**TASK DETAILS**
From the data below, return all lines holding the string "self".

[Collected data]

######

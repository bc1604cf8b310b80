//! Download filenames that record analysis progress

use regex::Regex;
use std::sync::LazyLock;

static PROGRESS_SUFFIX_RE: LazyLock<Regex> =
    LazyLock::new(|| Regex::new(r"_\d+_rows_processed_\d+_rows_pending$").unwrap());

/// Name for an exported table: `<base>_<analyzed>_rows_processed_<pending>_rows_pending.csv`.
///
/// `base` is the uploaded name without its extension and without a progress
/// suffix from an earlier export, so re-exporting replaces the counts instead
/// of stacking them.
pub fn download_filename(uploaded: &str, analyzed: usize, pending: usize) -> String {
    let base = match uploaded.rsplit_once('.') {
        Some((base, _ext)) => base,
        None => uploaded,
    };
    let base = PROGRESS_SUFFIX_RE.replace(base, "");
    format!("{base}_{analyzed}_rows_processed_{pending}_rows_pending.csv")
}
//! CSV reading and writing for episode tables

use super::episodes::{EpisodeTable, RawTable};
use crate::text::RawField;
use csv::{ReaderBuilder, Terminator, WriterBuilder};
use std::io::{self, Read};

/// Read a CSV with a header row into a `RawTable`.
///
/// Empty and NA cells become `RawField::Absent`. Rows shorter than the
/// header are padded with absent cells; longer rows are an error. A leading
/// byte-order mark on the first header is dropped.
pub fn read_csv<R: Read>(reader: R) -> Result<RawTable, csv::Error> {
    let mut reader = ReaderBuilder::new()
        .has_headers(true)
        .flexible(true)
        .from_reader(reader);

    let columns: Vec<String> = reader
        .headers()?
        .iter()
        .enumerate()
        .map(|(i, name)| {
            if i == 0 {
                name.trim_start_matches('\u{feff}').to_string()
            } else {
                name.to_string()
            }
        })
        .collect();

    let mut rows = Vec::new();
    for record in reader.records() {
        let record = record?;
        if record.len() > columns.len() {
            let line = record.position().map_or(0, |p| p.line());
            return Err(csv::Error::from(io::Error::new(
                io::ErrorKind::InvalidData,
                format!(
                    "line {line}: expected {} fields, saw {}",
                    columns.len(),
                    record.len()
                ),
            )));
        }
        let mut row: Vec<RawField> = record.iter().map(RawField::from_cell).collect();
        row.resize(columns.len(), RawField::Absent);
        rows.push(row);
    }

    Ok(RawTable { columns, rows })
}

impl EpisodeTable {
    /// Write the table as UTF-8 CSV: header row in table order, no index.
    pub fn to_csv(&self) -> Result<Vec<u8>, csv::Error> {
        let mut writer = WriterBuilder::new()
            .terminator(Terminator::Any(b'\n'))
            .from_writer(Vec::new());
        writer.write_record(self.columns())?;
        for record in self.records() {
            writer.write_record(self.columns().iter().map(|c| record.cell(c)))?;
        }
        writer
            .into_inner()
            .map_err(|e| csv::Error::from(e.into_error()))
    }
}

######

**ANSWER AREA**
use std::io::{self, Read};
    pub fn to_csv(&self) -> Result<Vec<u8>, csv::Error> {
        writer.write_record(self.columns())?;
        for record in self.records() {
            writer.write_record(self.columns().iter().map(|c| record.cell(c)))?;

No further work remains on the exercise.